Peak double-limb heel rise and gait midfoot and ankle angles were significantly correlated (r=0.49 and r=0.40, respectively). Peak single-limb heel rise and gait midfoot and ankle angles were significantly correlated (r=0.63 and r=0.54, respectively). The dorsiflexed subgroup, identified by heel rise performance showed greater midfoot and ankle dorsiflexion during gait compared to the plantarflexed subgroup (mean difference between subgroups: midfoot 3°, ankle 3°).
Significance:
People with DMPN who fail to plantarflex the midfoot and ankle during heel rise have difficulty plantarflexing the midfoot and ankle during gait.
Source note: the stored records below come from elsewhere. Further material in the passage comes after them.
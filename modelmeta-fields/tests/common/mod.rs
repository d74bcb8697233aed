//! Shared fixtures for field descriptor tests.

#![allow(dead_code)]

use modelmeta_fields::{EnumType, FieldMetaData, ModelPath, SummaryType, builder::KindStage};
use modelmeta_types::{FieldId, LocalizedText};

modelmeta_types::model_object_id! {
    pub struct UserId;
}

modelmeta_types::model_object_id! {
    pub struct GroupId;
}

/// Model object types referenced by polymorphic fields.
pub struct User;
pub struct Group;
pub struct Principal;

#[derive(Debug, Clone, Copy, PartialEq, Eq)]
pub enum Priority {
    Low,
    High,
}

impl EnumType for Priority {
    fn variant_name(&self) -> &'static str {
        match self {
            Self::Low => "low",
            Self::High => "high",
        }
    }
}

#[derive(Debug, Clone, Copy, PartialEq, Eq)]
pub enum Status {
    Open,
}

impl EnumType for Status {
    fn variant_name(&self) -> &'static str {
        "open"
    }
}

pub struct Headline;

impl SummaryType for Headline {
    const LANGUAGE_DEPENDENT: bool = true;
}

pub struct TagCloud;

impl SummaryType for TagCloud {
    const LANGUAGE_DEPENDENT: bool = false;
}

pub struct FolderPath(pub Vec<&'static str>);

impl ModelPath for FolderPath {
    fn to_path_string(&self) -> String {
        format!("/{}", self.0.join("/"))
    }
}

pub struct CategoryPath(pub &'static str);

impl ModelPath for CategoryPath {
    fn to_path_string(&self) -> String {
        self.0.to_string()
    }
}

/// Builder positioned at the kind-selection stage.
pub fn field(id: &'static str) -> KindStage {
    FieldMetaData::for_id(FieldId::from_static(id))
        .with_name(LocalizedText::en(id))
        .with_no_description()
}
Utilizing a heel rise task may help identify midfoot and ankle dysfunction associated with gait in people with DMPN.
Keywords: Kinematics, Plantarflexion, Walking, Forefoot, Hindfoot
1. Introduction
Midfoot and ankle movement dysfunction is often observed in people with diabetes mellitus and peripheral neuropathy (DMPN) [1-6] and is associated with medial column deformity and elevated plantar loading [2, 4]. The repetition of increased plantar pressure during walking accompanied with loss of sensation and deformity is a pathway to developing ulceration and amputation [7-10]. Identification of midfoot and ankle movement dysfunction during gait and provision of appropriate interventions (e.g. foot and ankle strengthening, off-loading footwear) to address the movement dysfunction is an important component in preventing the cascade of events in which abnormal plantar loading contributes to plantar ulceration and amputation in people with DMPN [11].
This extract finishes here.